In the past decade, we have witnessed a rapid growth in the quantity, quality, and diversity of personal data we shed through our daily activities. At the same time, it is increasingly recognized that personal data has tremendous value in supporting a variety of endeavors, which leads to sharing of such data in a de-identified form for secondary uses. This practice has raised numerous concerns about privacy, in particular that de-identified data will be linked to, or reveal sensitive information about, the corresponding named individual. As a result, disclosure control methods have been developed to mitigate risks when sharing such data. Yet disclosure risk is often measured simply as the probability that a record can be linked.
Traditional views on disclosure risk often neglect that an adversary is often driven by gain (which may be economic in nature), with limited resources, and must undertake a series of actions to achieve a successful attack. As a result, demonstration of possible disclosures does not necessarily indicate the likely disclosure risk level. Applying de-identification methods without consideration for this fact can lead to overprotection, which causes unnecessary data distortion and diminishes the legitimate usage of the data, as well underprotection, which could harm relationships between data subjects and data publishers.

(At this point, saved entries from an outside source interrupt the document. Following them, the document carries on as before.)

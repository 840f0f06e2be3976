//! CLI command definitions and argument parsing

use std::path::PathBuf;
use std::sync::Arc;

use clap::{Args, Parser, Subcommand};
use hcn_core::{
    AssignmentOrchestrator, AssignmentRequest, CredentialId, CredentialLookup, HttpNodeClient,
    Network, SubgraphClient,
};
use hcn_crypto::{Account, KeySigner};
use tracing::{debug, warn};
use zeroize::Zeroizing;

use crate::config::{CliOverrides, Config};
use crate::output::{LookupOutput, OutputFormat, OutputFormatter, SharesOutput};
use crate::ExitCode;

/// Hypercycle node interactor - Manager Mode assignment CLI
#[derive(Parser)]
#[command(name = "hcn-interactor")]
#[command(version, about = "Assign Hypercycle Licenses/ANFEs to Manager Mode nodes")]
pub struct Cli {
    /// Command to execute
    #[command(subcommand)]
    pub command: Commands,

    /// Output format: table, json or quiet [default: from config, else table]
    #[arg(long, global = true)]
    pub output: Option<OutputFormat>,

    /// Verbose output
    #[arg(short, long, global = true)]
    pub verbose: bool,

    /// Debug mode (wire-level tracing)
    #[arg(long, global = true)]
    pub debug: bool,

    /// Config file path
    #[arg(long, global = true)]
    pub config: Option<PathBuf>,
}

impl Cli {
    /// Overrides carried by global and command flags.
    pub fn overrides(&self) -> CliOverrides {
        let flag = |set: bool| set.then_some(true);
        let mut overrides = CliOverrides {
            output_format: self.output.map(|f| f.to_string()),
            verbose: flag(self.verbose),
            debug: flag(self.debug),
            ..Default::default()
        };
        match &self.command {
            Commands::Assign(args) => {
                overrides.testnet = flag(args.testnet);
                overrides.skip_ownership_check = flag(args.skip_ownership_check);
                overrides.no_poll = flag(args.no_poll);
            }
            Commands::Lookup(args) => overrides.testnet = flag(args.testnet),
            Commands::Account(_) | Commands::Config(_) => {}
        }
        overrides
    }

    /// Execute the CLI command with a pre-loaded configuration
    pub async fn execute_with_config(self, config: Config) -> anyhow::Result<ExitCode> {
        let format = config.output.format.parse().unwrap_or_default();
        let formatter = OutputFormatter::new(format, config.output.verbose);

        match self.command {
            Commands::Assign(args) => args.execute(&config, &formatter).await,
            Commands::Lookup(args) => args.execute(&config, &formatter).await,
            Commands::Account(args) => Ok(args.execute(&formatter)),
            Commands::Config(args) => args.execute(&config, self.config, &formatter),
        }
    }
}

#[derive(Subcommand)]
pub enum Commands {
    /// Assign a License/ANFE to a Manager Mode node
    Assign(AssignArgs),
    /// Look up the owner of a License/ANFE
    Lookup(LookupArgs),
    /// Show the account derived from a private key
    Account(AccountArgs),
    /// Manage the configuration file
    Config(ConfigArgs),
}

#[derive(Args)]
pub struct AssignArgs {
    /// License or ANFE token id
    #[arg(long = "license-anfe", value_name = "ID")]
    pub license_anfe: String,

    /// Node base URL, e.g. http://node.example:8080
    #[arg(long, value_name = "URL")]
    pub node_url: String,

    /// Private key of the credential owner or its delegated signer
    #[arg(long, value_name = "HEX", env = "HCN_PRIVATE_KEY", hide_env_values = true)]
    pub private_key: String,

    /// Use the testnet deployment
    #[arg(long)]
    pub testnet: bool,

    /// Do not verify credential ownership against the subgraphs
    #[arg(long)]
    pub skip_ownership_check: bool,

    /// Do not poll the node for a pending confirmation
    #[arg(long)]
    pub no_poll: bool,
}

impl AssignArgs {
    pub async fn execute(
        self,
        config: &Config,
        formatter: &OutputFormatter,
    ) -> anyhow::Result<ExitCode> {
        let network = config.network();
        let private_key = Zeroizing::new(self.private_key);

        let node = HttpNodeClient::new(config.node_client_config(), config.node_api.clone())?;
        let mut orchestrator =
            AssignmentOrchestrator::new(Arc::new(node), config.assignment_options());
        if config.subgraph.enabled {
            let lookup =
                SubgraphClient::new(config.subgraph_endpoints(network), config.subgraph_timeout())?;
            orchestrator = orchestrator.with_lookup(Arc::new(lookup));
        } else {
            formatter.warning("Ownership check skipped");
        }

        formatter.progress(&format!(
            "Assigning {} to {} on {}",
            self.license_anfe, self.node_url, network
        ));
        let report = orchestrator
            .run(AssignmentRequest {
                credential: self.license_anfe,
                node_url: self.node_url,
                private_key,
                network,
            })
            .await;

        let code = ExitCode::from_report(&report);
        debug!(exit_code = code.name(), "assign command complete");

        if let Some(record) = &report.record {
            if !record.has_required_backing {
                formatter.warning("Credential lacks the required backing tokens");
            }
        }
        formatter.emit(&formatter.format_report(&report, code));
        if report.is_confirmed() {
            formatter.success("Assignment confirmed");
        }
        Ok(code)
    }
}

#[derive(Args)]
pub struct LookupArgs {
    /// License or ANFE token id
    #[arg(
        long = "license-anfe",
        value_name = "ID",
        required_unless_present = "operator",
        conflicts_with = "operator"
    )]
    pub license_anfe: Option<String>,

    /// List the share proposals operated by this address instead
    #[arg(long, value_name = "ADDR")]
    pub operator: Option<String>,

    /// Use the testnet deployment
    #[arg(long)]
    pub testnet: bool,
}

impl LookupArgs {
    pub async fn execute(
        self,
        config: &Config,
        formatter: &OutputFormatter,
    ) -> anyhow::Result<ExitCode> {
        let network = config.network();
        let client =
            SubgraphClient::new(config.subgraph_endpoints(network), config.subgraph_timeout())?;

        if let Some(operator) = self.operator {
            return Ok(lookup_operator(&client, &operator, network, formatter).await);
        }

        let input = self.license_anfe.unwrap_or_default();
        let credential: CredentialId = match input.parse() {
            Ok(id) => id,
            Err(e) => {
                let output =
                    formatter.format_error(&e.to_string(), "lookup", ExitCode::InvalidInput);
                formatter.emit(&output);
                return Ok(ExitCode::InvalidInput);
            }
        };

        formatter.progress(&format!("Looking up {credential} on {network}"));
        match client.lookup(&credential).await {
            Ok(record) => {
                let code = if record.is_some() {
                    ExitCode::Success
                } else {
                    ExitCode::Unauthorized
                };
                let output = LookupOutput {
                    credential: credential.to_string(),
                    network: network.to_string(),
                    record,
                };
                formatter.emit(&formatter.format_lookup(&output, code));
                Ok(code)
            }
            Err(e) => {
                warn!(error = %e, "credential lookup failed");
                let output =
                    formatter.format_error(&e.to_string(), "lookup", ExitCode::Unreachable);
                formatter.emit(&output);
                Ok(ExitCode::Unreachable)
            }
        }
    }
}

async fn lookup_operator(
    client: &SubgraphClient,
    operator: &str,
    network: Network,
    formatter: &OutputFormatter,
) -> ExitCode {
    let account: Account = match operator.parse() {
        Ok(account) => account,
        Err(e) => {
            let output = formatter.format_error(
                &format!("invalid operator address: {e}"),
                "lookup",
                ExitCode::InvalidInput,
            );
            formatter.emit(&output);
            return ExitCode::InvalidInput;
        }
    };

    formatter.progress(&format!("Listing share proposals for {account} on {network}"));
    match client.share_proposals(&account).await {
        Ok(proposals) => {
            let output = SharesOutput {
                operator: account.to_string(),
                network: network.to_string(),
                proposals,
            };
            formatter.emit(&formatter.format_shares(&output));
            ExitCode::Success
        }
        Err(e) => {
            warn!(error = %e, "share proposal lookup failed");
            let output = formatter.format_error(&e.to_string(), "lookup", ExitCode::Unreachable);
            formatter.emit(&output);
            ExitCode::Unreachable
        }
    }
}

#[derive(Args)]
pub struct AccountArgs {
    /// Private key to derive the account from
    #[arg(long, value_name = "HEX", env = "HCN_PRIVATE_KEY", hide_env_values = true)]
    pub private_key: String,
}

impl AccountArgs {
    pub fn execute(self, formatter: &OutputFormatter) -> ExitCode {
        let private_key = Zeroizing::new(self.private_key);
        match KeySigner::load(&private_key) {
            Ok(signer) => {
                formatter.emit(&formatter.format_account(&signer.account()));
                ExitCode::Success
            }
            Err(e) => {
                let output =
                    formatter.format_error(&e.to_string(), "account", ExitCode::InvalidInput);
                formatter.emit(&output);
                ExitCode::InvalidInput
            }
        }
    }
}

#[derive(Args)]
pub struct ConfigArgs {
    #[command(subcommand)]
    pub command: ConfigCommand,
}

#[derive(Subcommand)]
pub enum ConfigCommand {
    /// Print the effective configuration
    Show,
    /// Write the default configuration file if it does not exist
    Init,
    /// Print the configuration file path
    Path,
}

impl ConfigArgs {
    pub fn execute(
        self,
        config: &Config,
        custom_path: Option<PathBuf>,
        formatter: &OutputFormatter,
    ) -> anyhow::Result<ExitCode> {
        let path = custom_path.or_else(Config::default_path);
        match self.command {
            ConfigCommand::Show => {
                formatter.emit(&formatter.format_config(config));
                Ok(ExitCode::Success)
            }
            ConfigCommand::Init => {
                let Some(path) = path else {
                    formatter.emit(&formatter.format_error(
                        "no configuration directory available",
                        "config init",
                        ExitCode::GeneralError,
                    ));
                    return Ok(ExitCode::GeneralError);
                };
                if Config::create_default_if_missing(&path)? {
                    formatter.success(&format!("Wrote {}", path.display()));
                } else {
                    let message = format!("{} already exists, left unchanged", path.display());
                    formatter.warning(&message);
                }
                Ok(ExitCode::Success)
            }
            ConfigCommand::Path => {
                match path {
                    Some(path) if !formatter.is_quiet() => println!("{}", path.display()),
                    Some(_) => {}
                    None => {
                        formatter.emit(&formatter.format_error(
                            "no configuration directory available",
                            "config path",
                            ExitCode::GeneralError,
                        ));
                        return Ok(ExitCode::GeneralError);
                    }
                }
                Ok(ExitCode::Success)
            }
        }
    }
}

The goal of this thesis is to build a framework to reason about privacy disclosure risk given the dataset and the context in which it is published. The context includes an adversary’s decision making process, the adversary’s gain from a successful attack, and the adversary’s cost for accomplishing the attack process. It also develops methods to find data publishing solutions that provide desirable tradeoffs between identity disclosure risks and data utility. This dissertation is specifically partitioned into three main contributions. First, this dissertation proposes a novel re-identification risk framework, which formalizes incentive and deterrence mechanisms in a real world environment where the de-identified dataset is released. This framework explicitly models the adversary as an optimal planning agent using a factored Markov decision process (FMDP). Second, this dissertation investigates the feasibility of certain types of penalty on deterrence. Specifically, it considers a temporal penalty for violating the terms of a data use agreement (i.e., holding a data user out of a system for a prespecified period of time). This is accomplished by analyzing the value of datasets, through the impact of publications based upon them, over time. The analysis suggests that such temporal penalties may not be appropriate for protecting data from attack. Finally, this dissertation develops a de-identification policy discovery platform that selects high performance de-identification policies by accounting for the tradeoff between risk and utility criteria.